Wei Fan, Koichi Nakazawa, Shinya Abe, Miori Inoue, Masanobu Kitagawa, Noriyuki Nagahara, Koshi Makita

Abstract

INTRODUCTION: Previous studies have shown that patients with diabetes mellitus appear to have a lower prevalence of acute lung injury. We assumed that insulin prescribed to patients with diabetes has an anti-inflammatory property and pulmonary administration of insulin might exert beneficial effects much more than intravenous administration. METHODS: Twenty-eight mechanically ventilated rabbits underwent lung injury by saline lavage, and then the animals were allocated into a normoglycemia group (NG), a hyperglycemia group (HG), an HG treated with intravenous insulin (HG-VI) group or an HG treated with aerosolized insulin (HG-AI) group with continuous infusion of different fluid solutions and treatments: normal saline, 50% glucose, 50% glucose with intravenous insulin, or 50% glucose with inhaled aerosolized insulin, respectively. After four hours of treatment, the lungs and heart were excised en bloc, and then high-mobility group B1 concentration in bronchoalveolar lavage fluid, interleukin-8 and toll-like receptor 4 mRNA expression in bronchoalveolar lavage fluid cells, and lung myeloperoxidase activity were measured.
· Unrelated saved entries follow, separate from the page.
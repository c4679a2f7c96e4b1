//! D3Q19 velocity set and lattice constants.
//!
//! Directions are ordered rest, faces, then edges, with every direction
//! followed directly by its opposite:
//!
//! | index | velocity |
//! |---|---|
//! | 0 | (0, 0, 0) |
//! | 1, 2 | (±1, 0, 0) |
//! | 3, 4 | (0, ±1, 0) |
//! | 5, 6 | (0, 0, ±1) |
//! | 7, 8 | ±(1, 1, 0) |
//! | 9, 10 | ±(1, -1, 0) |
//! | 11, 12 | ±(1, 0, 1) |
//! | 13, 14 | ±(1, 0, -1) |
//! | 15, 16 | ±(0, 1, 1) |
//! | 17, 18 | ±(0, 1, -1) |

/// Number of discrete velocities.
pub const Q: usize = 19;

/// Discrete lattice velocities.
pub const VELOCITIES: [[i32; 3]; Q] = [
    [0, 0, 0],
    // Faces (6)
    [1, 0, 0],
    [-1, 0, 0],
    [0, 1, 0],
    [0, -1, 0],
    [0, 0, 1],
    [0, 0, -1],
    // Edges (12)
    [1, 1, 0],
    [-1, -1, 0],
    [1, -1, 0],
    [-1, 1, 0],
    [1, 0, 1],
    [-1, 0, -1],
    [1, 0, -1],
    [-1, 0, 1],
    [0, 1, 1],
    [0, -1, -1],
    [0, 1, -1],
    [0, -1, 1],
];

/// Quadrature weights.
pub const WEIGHTS: [f64; Q] = [
    1.0 / 3.0,
    // Faces
    1.0 / 18.0,
    1.0 / 18.0,
    1.0 / 18.0,
    1.0 / 18.0,
    1.0 / 18.0,
    1.0 / 18.0,
    // Edges
    1.0 / 36.0,
    1.0 / 36.0,
    1.0 / 36.0,
    1.0 / 36.0,
    1.0 / 36.0,
    1.0 / 36.0,
    1.0 / 36.0,
    1.0 / 36.0,
    1.0 / 36.0,
    1.0 / 36.0,
    1.0 / 36.0,
    1.0 / 36.0,
];

/// Index of the reversed velocity, used by bounce-back.
pub const OPPOSITE: [usize; Q] = [0, 2, 1, 4, 3, 6, 5, 8, 7, 10, 9, 12, 11, 14, 13, 16, 15, 18, 17];

/// Lattice speed of sound squared.
pub const CS2: f64 = 1.0 / 3.0;

/// Default TRT magic parameter (places the bounce-back wall halfway between sites).
pub const DEFAULT_TRT_MAGIC: f64 = 3.0 / 16.0;

/// Thermostat noise prefactor coefficient for uniform noise in [-0.5, 0.5).
///
/// Uniform noise has variance 1/12, so `sqrt(24 kT gamma / dt) * U` has
/// variance `2 kT gamma / dt`.
pub const UNIFORM_NOISE_COEFF: f64 = 24.0;

/// Lattice velocity of direction `q` as floats.
#[inline]
pub fn velocity(q: usize) -> [f64; 3] {
    let c = VELOCITIES[q];
    [c[0] as f64, c[1] as f64, c[2] as f64]
}

#[cfg(test)]
mod tests {
    use super::*;

    #[test]
    fn test_weights_sum_to_one() {
        let sum: f64 = WEIGHTS.iter().sum();
        assert!((sum - 1.0).abs() < 1e-14);
    }

    #[test]
    fn test_opposite_reverses_velocity() {
        for q in 0..Q {
            let c = VELOCITIES[q];
            let o = VELOCITIES[OPPOSITE[q]];
            assert_eq!([c[0] + o[0], c[1] + o[1], c[2] + o[2]], [0, 0, 0], "direction {}", q);
            assert_eq!(OPPOSITE[OPPOSITE[q]], q);
        }
    }

    #[test]
    fn test_second_moment_is_isotropic() {
        // sum_q w_q c_qa c_qb = cs^2 delta_ab
        for a in 0..3 {
            for b in 0..3 {
                let m: f64 = (0..Q)
                    .map(|q| WEIGHTS[q] * velocity(q)[a] * velocity(q)[b])
                    .sum();
                let expected = if a == b { CS2 } else { 0.0 };
                assert!((m - expected).abs() < 1e-14, "moment ({}, {}) = {}", a, b, m);
            }
        }
    }
}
RESULTS: Treatment with both aerosolized insulin and intravenous insulin attenuated toll-like receptor 4 mRNA expressions in the bronchoalveolar lavage fluid cells. Interleukin-8 and toll-like receptor 4 mRNA expression was significantly lower in the HG-AI group than in the HG-IV group. The lung myeloperoxidase activity in the normal healthy group showed significantly lower levels compared to the NG group but not different compared to those of the HG, HG-VI and HG-AI groups. CONCLUSIONS: The results suggest that insulin attenuates inflammatory responses in the lungs augmented by hyperglycemia in acute lung injury and the insulin's efficacy may be better when administered by aerosol.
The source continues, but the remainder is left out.